At last it—she—could frame questions.
“ . . . Who am I? Who are you? Why are there two and not one?”
Anlic said, “I have much to tell you.” And she gathered the spark in her attenuated soul.
Together, mother and daughter drifted away, and the river of time ran slowly into an ummarked sea.
REEF
Paul J. McAuley
Born in Oxford, England, in 1955, Paul J. McAuley now makes his home in London. A professional biologist for many years, he sold his first story in 1984, and has gone on to be a frequent contributor to Interzone, as well as to markets such as Amazing, The Magazine of Fantasy & Science Fiction, Asimov’s Science Fiction, When the Music’s Over, and elsewhere.

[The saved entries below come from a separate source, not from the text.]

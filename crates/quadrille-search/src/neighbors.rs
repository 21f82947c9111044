use quadrille_core::{DIAGONAL, ORTHOGONAL, Position, SURROUNDING};

/// Cached neighbor enumeration helper.
///
/// Enumerates the cardinal (4-way), diagonal, or surrounding (8-way)
/// neighbors of a position, filtered by a predicate, reusing one internal
/// buffer across calls.
pub struct Neighbors {
    buf: Vec<Position>,
}

impl Default for Neighbors {
    fn default() -> Self {
        Self::new()
    }
}

impl Neighbors {
    /// Create a new `Neighbors` helper.
    pub fn new() -> Self {
        Self {
            buf: Vec::with_capacity(8),
        }
    }

    /// The 4-directional (cardinal) neighbors of `pos` for which `keep`
    /// returns `true`.
    pub fn cardinal(&mut self, pos: Position, keep: impl Fn(Position) -> bool) -> &[Position] {
        self.collect(pos, &ORTHOGONAL, keep)
    }

    /// The 4 diagonal neighbors of `pos` for which `keep` returns `true`.
    pub fn diagonal(&mut self, pos: Position, keep: impl Fn(Position) -> bool) -> &[Position] {
        self.collect(pos, &DIAGONAL, keep)
    }

    /// All 8 neighbors of `pos` for which `keep` returns `true`.
    pub fn all(&mut self, pos: Position, keep: impl Fn(Position) -> bool) -> &[Position] {
        self.collect(pos, &SURROUNDING, keep)
    }

    fn collect(
        &mut self,
        pos: Position,
        directions: &[Position],
        keep: impl Fn(Position) -> bool,
    ) -> &[Position] {
        self.buf.clear();
        for &d in directions {
            let next = pos + d;
            if keep(next) {
                self.buf.push(next);
            }
        }
        &self.buf
    }
}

McAuley is considered to be one of the best of the new breed of British writers (although a few Australian writers could be fit in under this heading as well) who are producing that brand of rigorous hard science fiction with updated modern and stylistic sensibilities that is sometim
es referred to as “radical hard science fiction,” but he also writes Dystopian sociological speculations about the very near future, and he also is one of the major young writers who are producing that revamped and retooled widescreen Space Opera that has sometimes been called the New Baroque Space Opera, reminiscent of the Superscience stories of the ’30s taken to an even higher level of intensity and scale. His first novel, Four Hundred Billion Stars, won the Philip K. Dick Award, and his acclaimed novel, Fairyland, won both the Arthur C. Clarke Award and the John W. Campbell Award in 1996. His other books include the novels Of The Fall, Eternal Light, and Pasquale’s Angel, Confluence—a major trilogy of ambitious scope and scale set ten million years in the future, comprised of the novels Child of the River, Ancient of Days, and Shrine of Stars—and Life on Mars. His short fiction has been collected in The King of the Hill and Other Stories and The Invisible Country, and he is the co-editor, with Kim Newman, of an original anthology, In Dreams. His most recent book is a new novel, Whole Wide World.
In the suspenseful and inventive story that follows, he suggests that even those who explore only by proxy may still feel a proprietary sense of obligation about the discoveries they make—and that even explorers in robot extensor bodies may still run into danger, conflict, and life-or-death adventure.
###
Margaret Henderson Wu was riding a proxy by telepresence deep inside Tigris Rift when Dzu Sho summoned her. The others in her crew had given up one by one and only she was left, descending slowly between rosy, smoothly rippled cliffs scarcely a hundred meters apart. These were pavements of the commonest vacuum organism, mosaics made of hundreds of different strains of the same species. Here and there bright red whips stuck out from the pavement; a commensal species that deposited iron sulphate crystals within its integument. The pavement seemed to stretch endlessly below her. No probe or proxy had yet reached the bottom of Tigris Rift, still more than thirty kilometers away. Microscopic flecks of sulfur-iron complexes, sloughed cells, and excreted globules of carbon compounds and other volatiles formed a kind of smog or snow, and the vacuum organisms deposited nodes and intricate lattices of reduced metals that, by some trick of superconductivity, produced a broad band electromagnetic resonance that pulsed like a giant’s slow heartbeat.